Chapter 11, “The Future of Growth and Power,” is severely bifurcated; it has some valuable insights, and other statements that are unworthy of him. He lists seven problems: 1) finite resources, 2) pollution, 3) degrading ecosystems, 4) military annihilation, 5) inequality, 6) boom/bust business cycles, and 7) monopoly. The first three can be combined with inequality and monopoly to produce one, scarcity. Further the level of analysis is neither informed nor nuanced. For example, his citation of John Perlin’s argument that the cultures of the ancient Mediterranean and southwestern Asia were adversely affected by deforestation may very well be true. But it is not true that deforestation was or is a result of economic growth. Deforestation is a result of the lack of enforceable property rights to forests. Currently North American forests are expanding because property rights to trees are rigorously enforced. Similarly, pollution is not a result of capitalism; it is a result of its absence. Because no one owns the air or oceans, people feel free to use these resources as dumping grounds. Perhaps we can not have private property rights to the atmosphere and oceans, but we can have laws and regulations that mimic efficient economic outcomes. I disagree with almost all his policy prescriptions, depictions of human economic history, and economic analysis that appear in this chapter. Yet it is still a pleasure to read him; he writes clearly and well; intellect (even if uninformed) is present as it is throughout this volume.

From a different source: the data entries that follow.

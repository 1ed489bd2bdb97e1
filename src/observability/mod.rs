//! Observability: structured logging and metrics
//!
//! The connector logs through `tracing` everywhere; hosts that already install a
//! subscriber can ignore [`init_logging`] entirely.

pub mod logging;
pub mod metrics;

pub use logging::{init_default_logging, init_logging, LogFormat};
pub use metrics::{metrics, MetricsCollector, MetricsSnapshot};

// Span macros for structured logging
pub use logging::{fault_span, lifecycle_span, session_span};
//! Connection caching
//!
//! - [`strategy`] decides whether a raw factory gets wrapped
//! - [`factory`] is the wrapper: one shared physical connection per factory
//! - [`pool`] lends sessions to one caller at a time and takes them back on close
//! - [`session`] holds cached sessions and their producers/consumers
//! - [`lru`] orders idle sessions for eviction

pub mod factory;
pub mod lru;
pub mod pool;
pub mod session;
pub mod strategy;

pub use factory::{CachingConnectionFactory, Credentials, SharedConnection};
pub use lru::{LruMap, SessionSlot};
pub use pool::{SessionLease, SessionPool};
pub use session::{CachedConsumer, CachedProducer, CachedSession};
pub use strategy::{CachingConfiguration, CachingStrategy};
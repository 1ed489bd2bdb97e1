//! Structured logging using the tracing crate
//!
//! ## Environment Variables
//!
//! - `LOG_LEVEL`: ERROR, WARN, INFO, DEBUG, TRACE (default INFO)
//! - `LOG_FORMAT`: json, pretty, compact (default json)
//! - `LOG_SPANS`: include span open/close events (default false)
//! - `RUST_LOG`: overrides filtering entirely
//!
//! ```bash
//! LOG_FORMAT=pretty LOG_LEVEL=DEBUG brokerpool simulate
//! ```

use std::env;
use tracing::Level;
use tracing_subscriber::util::TryInitError;
use tracing_subscriber::{fmt, prelude::*, EnvFilter};

/// Log output format options
#[derive(Debug, Clone, Copy, PartialEq, Eq)]
pub enum LogFormat {
    /// Machine-readable JSON lines
    Json,
    /// Multi-line, colored
    Pretty,
    /// Single line, colored
    Compact,
}

impl LogFormat {
    /// Unknown values fall back to JSON
    pub fn parse(s: &str) -> Self {
        match s.to_lowercase().as_str() {
            "pretty" => LogFormat::Pretty,
            "compact" => LogFormat::Compact,
            _ => LogFormat::Json,
        }
    }
}

/// Parse a `LOG_LEVEL` value, defaulting to INFO
pub fn parse_level(s: &str) -> Level {
    match s.to_uppercase().as_str() {
        "ERROR" => Level::ERROR,
        "WARN" => Level::WARN,
        "DEBUG" => Level::DEBUG,
        "TRACE" => Level::TRACE,
        _ => Level::INFO,
    }
}

fn span_events(include_spans: bool) -> fmt::format::FmtSpan {
    if include_spans {
        fmt::format::FmtSpan::NEW | fmt::format::FmtSpan::CLOSE
    } else {
        fmt::format::FmtSpan::NONE
    }
}

/// Install a global subscriber; fails if one is already installed
pub fn init_logging(
    level: Level,
    format: LogFormat,
    include_spans: bool,
) -> Result<(), TryInitError> {
    let filter = match env::var("RUST_LOG") {
        Ok(rust_log) => EnvFilter::new(rust_log),
        Err(_) => EnvFilter::new(level.to_string()),
    };

    let subscriber = tracing_subscriber::registry().with(filter);

    match format {
        LogFormat::Json => subscriber
            .with(
                fmt::layer()
                    .json()
                    .with_span_events(span_events(include_spans)),
            )
            .try_init(),
        LogFormat::Pretty => subscriber
            .with(
                fmt::layer()
                    .pretty()
                    .with_ansi(true)
                    .with_span_events(span_events(include_spans)),
            )
            .try_init(),
        LogFormat::Compact => subscriber
            .with(
                fmt::layer()
                    .compact()
                    .with_ansi(true)
                    .with_target(false)
                    .with_span_events(span_events(include_spans)),
            )
            .try_init(),
    }
}

/// Initialize logging from environment variables
pub fn init_default_logging() -> Result<(), TryInitError> {
    let level = parse_level(&env::var("LOG_LEVEL").unwrap_or_default());
    let format = LogFormat::parse(&env::var("LOG_FORMAT").unwrap_or_default());
    let include_spans = env::var("LOG_SPANS")
        .map(|v| v.eq_ignore_ascii_case("true"))
        .unwrap_or(false);

    init_logging(level, format, include_spans)
}

/// Span for provider lifecycle transitions
#[macro_export]
macro_rules! lifecycle_span {
    ($($field:tt)*) => {
        tracing::info_span!("provider_lifecycle", $($field)*)
    };
}

/// Span for session acquisition and release
#[macro_export]
macro_rules! session_span {
    ($($field:tt)*) => {
        tracing::debug_span!("broker_session", $($field)*)
    };
}

/// Span for asynchronous fault dispatch
#[macro_export]
macro_rules! fault_span {
    ($($field:tt)*) => {
        tracing::info_span!("fault_dispatch", $($field)*)
    };
}

pub use {fault_span, lifecycle_span, session_span};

This is a fine book. It is not an easy read, but it is well written. It is an adventure. If you are intellectually curious and wish to explore biological venues for economic and historical analyses, this book will reward you. There are flaws, but the book’s benefits substantially outweigh its costs.

Philip R. P. Coelho has written on and is continuing his study of long-run economic growth and the impact of biology upon economic growth and development. His articles have been published in the Journal of Economic History, the American Economic Review, Explorations in Economic History, Economic Inquiry, Southern Economic Journal, and other journals.